DayTripr : Build Something You Want

I started DayTripr because I wanted to use it, and I have been.[1] The most surprising thing so far has been just how soon I forget most of my life. I'm talking trips from last month that it turns out I barely remember. (We went there? Oh yeah! And that other place, too. And I totally forgot that place we saw that we want to check out next time!)

Another fun thing has been reading over pages from other family members (I roped my Dad into helping out with testing) It makes me feel like I'm participating even though we're living 1600 miles away.
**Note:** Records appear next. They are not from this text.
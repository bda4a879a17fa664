use std::sync::atomic::{AtomicU32, AtomicUsize, Ordering};
use std::sync::Arc;

use proptest::prelude::*;
use serde_json::json;
use style_core::{CancellationToken, FieldKind, FnWorker, IterationController, IterationPhase, IterationSpec, Payload, Role,
                 Schema, WorkerInvoker};

/// Spec cuyo crítico devuelve `script[i]` ítems de crítica en la llamada i
/// (0 = aprobado); más allá del guion critica siempre.
fn scripted(script: Vec<usize>, cap: u32, producer_calls: Arc<AtomicU32>) -> IterationSpec {
    let producer = FnWorker::new(move |_, _| {
        let n = producer_calls.fetch_add(1, Ordering::SeqCst) + 1;
        Ok(json!({ "text": format!("draft {n}") }).to_string())
    });
    let cursor = AtomicUsize::new(0);
    let critic = FnWorker::new(move |_, _| {
        let i = cursor.fetch_add(1, Ordering::SeqCst);
        let n = script.get(i).copied().unwrap_or(1);
        let items: Vec<String> = (0..n).map(|k| format!("issue {k}")).collect();
        Ok(json!({ "feedback": items }).to_string())
    });
    IterationSpec::new(WorkerInvoker::new(Role::new("writer",
                                                    Schema::open("WriterInput"),
                                                    Schema::new("Draft").field("text", FieldKind::Text)),
                                          Arc::new(producer)),
                       WorkerInvoker::new(Role::new("validator",
                                                    Schema::open("ValidatorInput"),
                                                    Schema::new("Verdict").field("feedback", FieldKind::TextList)),
                                          Arc::new(critic)),
                       cap)
}

proptest! {
    #[test]
    fn terminates_within_cap_in_exactly_one_terminal_state(cap in 1u32..8, script in prop::collection::vec(0usize..3, 0..10)) {
        let calls = Arc::new(AtomicU32::new(0));
        let spec = scripted(script.clone(), cap, calls.clone());
        let token = CancellationToken::new();
        let report = IterationController::new(&spec, &token).run(&Payload::new()).unwrap();

        let made = calls.load(Ordering::SeqCst);
        prop_assert!(made >= 1 && made <= cap);
        prop_assert_eq!(made, report.state.producer_calls);
        prop_assert!(report.state.iteration <= cap);

        let terminal = *report.trace.last().unwrap();
        prop_assert!(terminal == IterationPhase::Approved || terminal == IterationPhase::Exhausted);
        prop_assert_eq!(report.trace.iter().filter(|p| p.is_terminal()).count(), 1);

        // crítica vacía ⇔ aprobado
        let approved = report.outcome.is_approved();
        prop_assert_eq!(approved, report.state.critique.is_empty());
        let first_accept = script.iter().position(|n| *n == 0);
        match first_accept {
            Some(i) if (i as u32) < cap => {
                prop_assert!(approved);
                prop_assert_eq!(made, i as u32 + 1);
            }
            _ => {
                prop_assert!(!approved);
                prop_assert_eq!(made, cap);
            }
        }
    }
}

#[test]
fn approved_after_exactly_two_calls_with_cap_two() {
    let calls = Arc::new(AtomicU32::new(0));
    let spec = scripted(vec![1, 0], 2, calls.clone());
    let token = CancellationToken::new();
    let report = IterationController::new(&spec, &token).run(&Payload::new()).unwrap();
    assert!(report.outcome.is_approved());
    assert_eq!(calls.load(Ordering::SeqCst), 2);
}

#[test]
fn exhausted_after_exactly_one_call_with_cap_one() {
    let calls = Arc::new(AtomicU32::new(0));
    let spec = scripted(vec![2, 2, 2], 1, calls.clone());
    let token = CancellationToken::new();
    let report = IterationController::new(&spec, &token).run(&Payload::new()).unwrap();
    assert!(!report.outcome.is_approved());
    assert_eq!(calls.load(Ordering::SeqCst), 1);
    assert_eq!(report.outcome.draft().get("text"), Some(&json!("draft 1")));
}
That's great and all, but just because I use it doesn't mean anyone else will. There are certainly sufficient technical glitches to be off putting to all but the most dedicated user. So what makes DayTripr special? Why should people use it in preference (or in addition to) the plethora of "Travel 2.0" sites out there? I'm still working out the full answer, but in the mean time, here's a couple quick things I'm pretty sure about:

DayTripr isn't about airlines and hotels. There's an easy stream of money from facilitating reservations, but DayTripr is about day trips, darnit. One day and one day only.[2] By removing about 90% of the focus of a normal travel site, DayTripr is free to focus on other stuff.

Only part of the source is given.